#### Assignment:
What you produce should be every line from the data that includes "minified".

Collected data
▬▬▬

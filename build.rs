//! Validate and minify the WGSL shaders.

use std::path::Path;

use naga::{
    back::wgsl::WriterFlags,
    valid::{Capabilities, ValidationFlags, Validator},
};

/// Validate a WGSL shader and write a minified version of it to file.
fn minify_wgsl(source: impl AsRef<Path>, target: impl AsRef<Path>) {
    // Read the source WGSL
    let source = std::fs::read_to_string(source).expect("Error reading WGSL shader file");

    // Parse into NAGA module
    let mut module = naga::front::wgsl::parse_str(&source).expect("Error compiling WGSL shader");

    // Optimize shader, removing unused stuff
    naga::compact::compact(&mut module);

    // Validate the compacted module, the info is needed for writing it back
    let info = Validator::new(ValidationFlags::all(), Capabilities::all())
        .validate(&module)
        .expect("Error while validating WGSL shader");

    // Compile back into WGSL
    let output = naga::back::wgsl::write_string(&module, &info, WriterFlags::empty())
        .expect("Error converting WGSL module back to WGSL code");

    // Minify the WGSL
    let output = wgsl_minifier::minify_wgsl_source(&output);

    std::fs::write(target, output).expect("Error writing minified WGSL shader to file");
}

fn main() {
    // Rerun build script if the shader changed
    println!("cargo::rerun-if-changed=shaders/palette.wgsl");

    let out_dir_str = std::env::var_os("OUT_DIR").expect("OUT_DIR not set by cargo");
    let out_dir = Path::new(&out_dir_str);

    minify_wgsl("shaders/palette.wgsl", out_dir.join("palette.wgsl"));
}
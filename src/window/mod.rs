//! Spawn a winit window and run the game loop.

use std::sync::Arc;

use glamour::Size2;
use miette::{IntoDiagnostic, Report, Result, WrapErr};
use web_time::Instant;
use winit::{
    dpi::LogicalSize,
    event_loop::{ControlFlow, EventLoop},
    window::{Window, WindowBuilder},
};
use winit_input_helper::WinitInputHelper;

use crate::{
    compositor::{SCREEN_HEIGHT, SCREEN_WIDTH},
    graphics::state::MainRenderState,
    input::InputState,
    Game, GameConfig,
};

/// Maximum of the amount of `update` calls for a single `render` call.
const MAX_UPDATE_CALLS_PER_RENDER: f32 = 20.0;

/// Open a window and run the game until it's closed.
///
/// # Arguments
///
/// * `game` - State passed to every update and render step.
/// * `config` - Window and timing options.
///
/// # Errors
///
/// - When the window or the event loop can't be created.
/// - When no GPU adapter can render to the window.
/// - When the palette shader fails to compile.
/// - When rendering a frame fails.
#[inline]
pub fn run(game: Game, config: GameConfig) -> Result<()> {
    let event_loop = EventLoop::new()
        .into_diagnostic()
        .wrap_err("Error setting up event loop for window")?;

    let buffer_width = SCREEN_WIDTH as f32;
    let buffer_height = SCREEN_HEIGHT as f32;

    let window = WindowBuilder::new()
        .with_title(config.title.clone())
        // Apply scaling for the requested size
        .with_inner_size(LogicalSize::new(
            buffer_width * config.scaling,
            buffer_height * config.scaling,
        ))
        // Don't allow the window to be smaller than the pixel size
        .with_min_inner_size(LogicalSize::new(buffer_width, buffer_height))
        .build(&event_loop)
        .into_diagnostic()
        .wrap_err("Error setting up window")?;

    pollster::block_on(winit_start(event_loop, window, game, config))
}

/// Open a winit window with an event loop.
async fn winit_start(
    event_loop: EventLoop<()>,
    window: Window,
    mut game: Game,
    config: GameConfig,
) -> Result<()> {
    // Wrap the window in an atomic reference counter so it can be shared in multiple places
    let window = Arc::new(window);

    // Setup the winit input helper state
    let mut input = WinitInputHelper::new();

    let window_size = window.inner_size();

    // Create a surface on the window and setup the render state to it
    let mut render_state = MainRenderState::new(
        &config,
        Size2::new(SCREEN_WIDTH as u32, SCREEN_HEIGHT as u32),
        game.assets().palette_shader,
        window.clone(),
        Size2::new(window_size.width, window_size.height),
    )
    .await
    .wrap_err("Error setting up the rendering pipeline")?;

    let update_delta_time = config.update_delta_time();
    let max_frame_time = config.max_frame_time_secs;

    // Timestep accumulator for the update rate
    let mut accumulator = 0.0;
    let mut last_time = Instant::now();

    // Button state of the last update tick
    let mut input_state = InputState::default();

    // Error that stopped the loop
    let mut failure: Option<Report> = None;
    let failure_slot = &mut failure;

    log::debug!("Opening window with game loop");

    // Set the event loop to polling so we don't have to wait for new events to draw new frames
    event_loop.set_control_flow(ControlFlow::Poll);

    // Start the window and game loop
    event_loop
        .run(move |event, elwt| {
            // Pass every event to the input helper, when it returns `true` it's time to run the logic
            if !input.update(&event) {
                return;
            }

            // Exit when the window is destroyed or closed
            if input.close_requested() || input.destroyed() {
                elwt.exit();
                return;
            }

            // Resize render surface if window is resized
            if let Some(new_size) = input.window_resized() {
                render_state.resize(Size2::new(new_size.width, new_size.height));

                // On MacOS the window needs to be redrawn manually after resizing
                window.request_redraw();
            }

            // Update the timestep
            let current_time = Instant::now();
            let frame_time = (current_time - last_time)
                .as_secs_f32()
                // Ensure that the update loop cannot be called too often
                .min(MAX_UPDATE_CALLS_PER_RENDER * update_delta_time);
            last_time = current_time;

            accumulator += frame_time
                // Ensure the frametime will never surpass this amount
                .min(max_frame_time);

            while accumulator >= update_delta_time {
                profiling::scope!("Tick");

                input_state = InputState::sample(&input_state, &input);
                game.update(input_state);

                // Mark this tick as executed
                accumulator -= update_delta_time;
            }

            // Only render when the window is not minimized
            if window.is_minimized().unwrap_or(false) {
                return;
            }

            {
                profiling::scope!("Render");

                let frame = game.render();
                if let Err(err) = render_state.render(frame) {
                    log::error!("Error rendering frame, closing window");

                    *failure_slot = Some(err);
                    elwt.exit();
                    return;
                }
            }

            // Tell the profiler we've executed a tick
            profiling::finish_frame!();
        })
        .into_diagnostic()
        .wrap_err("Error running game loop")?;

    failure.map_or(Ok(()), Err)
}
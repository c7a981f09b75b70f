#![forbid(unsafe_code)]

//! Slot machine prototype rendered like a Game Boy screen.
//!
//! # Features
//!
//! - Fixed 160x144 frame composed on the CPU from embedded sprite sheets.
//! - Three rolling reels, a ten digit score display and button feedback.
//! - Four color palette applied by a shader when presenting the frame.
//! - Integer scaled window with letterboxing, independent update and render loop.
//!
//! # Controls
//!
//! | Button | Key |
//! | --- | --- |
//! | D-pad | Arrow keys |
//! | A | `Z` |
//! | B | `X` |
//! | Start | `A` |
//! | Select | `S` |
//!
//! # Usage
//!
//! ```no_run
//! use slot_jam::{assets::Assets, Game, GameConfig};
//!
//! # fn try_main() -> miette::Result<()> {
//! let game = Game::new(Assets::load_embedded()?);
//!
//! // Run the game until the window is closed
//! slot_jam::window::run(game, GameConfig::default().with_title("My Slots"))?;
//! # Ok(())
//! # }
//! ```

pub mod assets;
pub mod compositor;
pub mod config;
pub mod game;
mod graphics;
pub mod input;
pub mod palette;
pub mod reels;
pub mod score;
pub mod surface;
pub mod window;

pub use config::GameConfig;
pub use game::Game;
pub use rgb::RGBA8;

▬▬▬

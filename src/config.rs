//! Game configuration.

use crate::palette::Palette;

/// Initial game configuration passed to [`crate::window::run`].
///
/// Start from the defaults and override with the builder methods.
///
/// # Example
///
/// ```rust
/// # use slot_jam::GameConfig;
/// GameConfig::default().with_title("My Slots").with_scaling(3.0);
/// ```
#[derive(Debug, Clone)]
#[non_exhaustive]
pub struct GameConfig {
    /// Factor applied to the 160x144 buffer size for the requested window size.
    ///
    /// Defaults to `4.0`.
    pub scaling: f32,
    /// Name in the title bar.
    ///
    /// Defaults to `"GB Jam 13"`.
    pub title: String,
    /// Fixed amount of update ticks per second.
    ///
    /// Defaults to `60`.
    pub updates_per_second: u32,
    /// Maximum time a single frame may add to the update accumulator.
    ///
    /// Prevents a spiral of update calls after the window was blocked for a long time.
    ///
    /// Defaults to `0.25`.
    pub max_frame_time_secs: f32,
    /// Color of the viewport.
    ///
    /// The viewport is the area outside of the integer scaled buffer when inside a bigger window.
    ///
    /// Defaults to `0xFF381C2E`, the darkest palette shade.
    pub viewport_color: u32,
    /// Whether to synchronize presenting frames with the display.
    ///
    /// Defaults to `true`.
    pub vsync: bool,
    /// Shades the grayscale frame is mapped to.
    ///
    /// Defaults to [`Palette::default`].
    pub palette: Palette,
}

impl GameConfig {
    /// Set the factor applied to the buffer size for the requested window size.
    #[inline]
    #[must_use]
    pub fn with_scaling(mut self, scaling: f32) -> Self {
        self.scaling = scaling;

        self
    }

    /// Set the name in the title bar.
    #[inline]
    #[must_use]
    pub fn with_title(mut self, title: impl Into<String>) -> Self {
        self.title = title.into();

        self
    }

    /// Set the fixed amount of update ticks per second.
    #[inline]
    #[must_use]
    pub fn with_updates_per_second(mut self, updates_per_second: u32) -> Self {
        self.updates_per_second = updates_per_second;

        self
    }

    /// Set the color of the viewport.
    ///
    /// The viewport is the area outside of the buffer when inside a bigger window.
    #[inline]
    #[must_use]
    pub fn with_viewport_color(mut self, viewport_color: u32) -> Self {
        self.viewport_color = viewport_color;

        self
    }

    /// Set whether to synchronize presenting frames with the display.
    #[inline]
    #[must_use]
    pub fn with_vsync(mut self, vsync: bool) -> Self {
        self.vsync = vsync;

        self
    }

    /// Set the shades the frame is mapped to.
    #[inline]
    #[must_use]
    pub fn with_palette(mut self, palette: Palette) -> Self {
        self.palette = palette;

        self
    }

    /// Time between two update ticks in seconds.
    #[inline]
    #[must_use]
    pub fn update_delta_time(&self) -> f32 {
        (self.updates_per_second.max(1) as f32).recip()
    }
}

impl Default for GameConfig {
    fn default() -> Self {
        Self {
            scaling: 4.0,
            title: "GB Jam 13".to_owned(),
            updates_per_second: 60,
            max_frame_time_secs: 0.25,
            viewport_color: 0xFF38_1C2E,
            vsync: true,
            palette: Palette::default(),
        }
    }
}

▬▬▬

#### Response to this exercise:
/// Validate a WGSL shader and write a minified version of it to file.
    std::fs::write(target, output).expect("Error writing minified WGSL shader to file");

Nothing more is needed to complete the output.